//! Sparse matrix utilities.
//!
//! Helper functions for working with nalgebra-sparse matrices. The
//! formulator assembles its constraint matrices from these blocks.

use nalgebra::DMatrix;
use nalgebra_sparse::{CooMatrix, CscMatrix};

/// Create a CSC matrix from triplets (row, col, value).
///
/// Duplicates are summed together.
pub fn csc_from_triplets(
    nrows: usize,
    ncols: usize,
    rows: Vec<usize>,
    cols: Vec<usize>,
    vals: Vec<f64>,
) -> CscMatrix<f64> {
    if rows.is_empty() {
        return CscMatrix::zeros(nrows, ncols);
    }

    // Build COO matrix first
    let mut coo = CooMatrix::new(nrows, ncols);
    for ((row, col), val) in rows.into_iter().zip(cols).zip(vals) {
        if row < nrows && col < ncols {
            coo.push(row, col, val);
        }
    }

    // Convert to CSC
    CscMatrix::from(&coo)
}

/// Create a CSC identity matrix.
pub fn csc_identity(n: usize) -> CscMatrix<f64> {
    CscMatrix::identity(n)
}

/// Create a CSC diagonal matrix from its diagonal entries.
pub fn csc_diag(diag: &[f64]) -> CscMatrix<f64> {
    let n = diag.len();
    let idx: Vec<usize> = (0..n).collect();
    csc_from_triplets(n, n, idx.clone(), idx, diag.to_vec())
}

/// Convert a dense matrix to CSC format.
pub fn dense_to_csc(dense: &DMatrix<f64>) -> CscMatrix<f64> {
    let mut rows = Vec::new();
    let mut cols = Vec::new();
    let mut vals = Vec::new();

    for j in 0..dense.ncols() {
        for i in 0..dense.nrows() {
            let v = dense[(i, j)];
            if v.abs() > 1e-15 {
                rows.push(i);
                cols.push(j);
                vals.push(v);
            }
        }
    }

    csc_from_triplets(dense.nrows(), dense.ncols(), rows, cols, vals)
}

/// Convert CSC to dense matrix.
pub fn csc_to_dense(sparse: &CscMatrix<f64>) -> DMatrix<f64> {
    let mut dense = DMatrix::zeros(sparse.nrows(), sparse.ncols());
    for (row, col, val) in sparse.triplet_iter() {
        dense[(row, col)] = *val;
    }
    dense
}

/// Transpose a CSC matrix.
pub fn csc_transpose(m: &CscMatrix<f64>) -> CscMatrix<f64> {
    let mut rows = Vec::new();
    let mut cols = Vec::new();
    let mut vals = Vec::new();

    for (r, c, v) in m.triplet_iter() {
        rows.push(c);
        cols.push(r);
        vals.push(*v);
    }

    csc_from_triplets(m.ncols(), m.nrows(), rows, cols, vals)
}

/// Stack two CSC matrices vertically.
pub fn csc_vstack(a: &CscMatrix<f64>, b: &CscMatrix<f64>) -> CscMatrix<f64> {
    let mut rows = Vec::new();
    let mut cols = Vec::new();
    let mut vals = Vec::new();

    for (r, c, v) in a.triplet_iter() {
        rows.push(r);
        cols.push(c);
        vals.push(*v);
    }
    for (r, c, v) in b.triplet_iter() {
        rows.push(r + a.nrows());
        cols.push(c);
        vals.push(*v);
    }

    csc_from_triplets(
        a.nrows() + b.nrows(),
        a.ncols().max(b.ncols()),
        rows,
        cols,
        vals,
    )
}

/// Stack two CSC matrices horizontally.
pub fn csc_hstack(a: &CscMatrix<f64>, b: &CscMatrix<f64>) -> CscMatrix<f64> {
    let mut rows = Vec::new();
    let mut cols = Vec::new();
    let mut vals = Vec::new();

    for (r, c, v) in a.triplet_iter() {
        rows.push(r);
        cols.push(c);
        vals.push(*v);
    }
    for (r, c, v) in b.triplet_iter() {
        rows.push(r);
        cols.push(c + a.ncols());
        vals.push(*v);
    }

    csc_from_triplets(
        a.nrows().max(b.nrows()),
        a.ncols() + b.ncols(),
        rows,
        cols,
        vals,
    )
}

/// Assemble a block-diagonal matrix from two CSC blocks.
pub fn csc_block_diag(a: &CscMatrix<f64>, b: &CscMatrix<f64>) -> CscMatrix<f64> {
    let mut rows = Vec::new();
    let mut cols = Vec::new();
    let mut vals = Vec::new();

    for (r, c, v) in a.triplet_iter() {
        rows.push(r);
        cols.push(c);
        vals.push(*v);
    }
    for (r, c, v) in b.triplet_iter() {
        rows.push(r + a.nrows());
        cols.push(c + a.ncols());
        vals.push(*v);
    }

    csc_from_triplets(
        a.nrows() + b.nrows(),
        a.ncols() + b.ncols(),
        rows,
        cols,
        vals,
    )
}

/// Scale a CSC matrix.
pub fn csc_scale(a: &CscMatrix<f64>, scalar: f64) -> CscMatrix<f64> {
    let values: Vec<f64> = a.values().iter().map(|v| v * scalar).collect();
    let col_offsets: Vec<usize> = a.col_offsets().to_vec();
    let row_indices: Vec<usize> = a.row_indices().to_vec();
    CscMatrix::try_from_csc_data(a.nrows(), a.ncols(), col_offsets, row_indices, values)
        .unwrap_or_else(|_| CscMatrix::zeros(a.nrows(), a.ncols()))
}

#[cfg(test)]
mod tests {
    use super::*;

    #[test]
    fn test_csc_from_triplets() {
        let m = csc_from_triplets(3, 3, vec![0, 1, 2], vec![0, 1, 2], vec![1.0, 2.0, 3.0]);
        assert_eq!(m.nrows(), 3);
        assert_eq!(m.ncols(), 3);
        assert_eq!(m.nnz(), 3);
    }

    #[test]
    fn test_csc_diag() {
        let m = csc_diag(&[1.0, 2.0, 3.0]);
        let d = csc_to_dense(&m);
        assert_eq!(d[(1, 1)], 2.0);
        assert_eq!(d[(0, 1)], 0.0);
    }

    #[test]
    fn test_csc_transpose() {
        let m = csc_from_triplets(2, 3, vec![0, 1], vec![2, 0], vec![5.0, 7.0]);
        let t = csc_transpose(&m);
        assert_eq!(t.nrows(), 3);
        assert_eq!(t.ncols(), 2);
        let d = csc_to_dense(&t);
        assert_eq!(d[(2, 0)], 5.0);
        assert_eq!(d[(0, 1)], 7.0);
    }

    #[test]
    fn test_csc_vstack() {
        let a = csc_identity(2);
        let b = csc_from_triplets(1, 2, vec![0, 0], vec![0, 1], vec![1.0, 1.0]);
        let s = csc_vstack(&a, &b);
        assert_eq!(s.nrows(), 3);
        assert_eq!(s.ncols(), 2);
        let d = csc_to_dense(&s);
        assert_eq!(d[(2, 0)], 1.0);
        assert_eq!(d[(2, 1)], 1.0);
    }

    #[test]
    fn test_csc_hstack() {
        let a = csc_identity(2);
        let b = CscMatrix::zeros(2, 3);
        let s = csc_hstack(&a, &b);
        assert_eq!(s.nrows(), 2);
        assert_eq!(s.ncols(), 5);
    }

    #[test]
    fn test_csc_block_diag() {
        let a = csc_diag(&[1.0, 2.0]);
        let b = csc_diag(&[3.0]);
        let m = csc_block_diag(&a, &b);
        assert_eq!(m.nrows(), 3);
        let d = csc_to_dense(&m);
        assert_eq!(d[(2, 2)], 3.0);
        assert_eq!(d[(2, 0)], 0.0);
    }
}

What is needed
Reproduce every line of the listing above in which the string "blocks" appears.

Solution to this exercise
//! formulator assembles its constraint matrices from these blocks.
/// Assemble a block-diagonal matrix from two CSC blocks.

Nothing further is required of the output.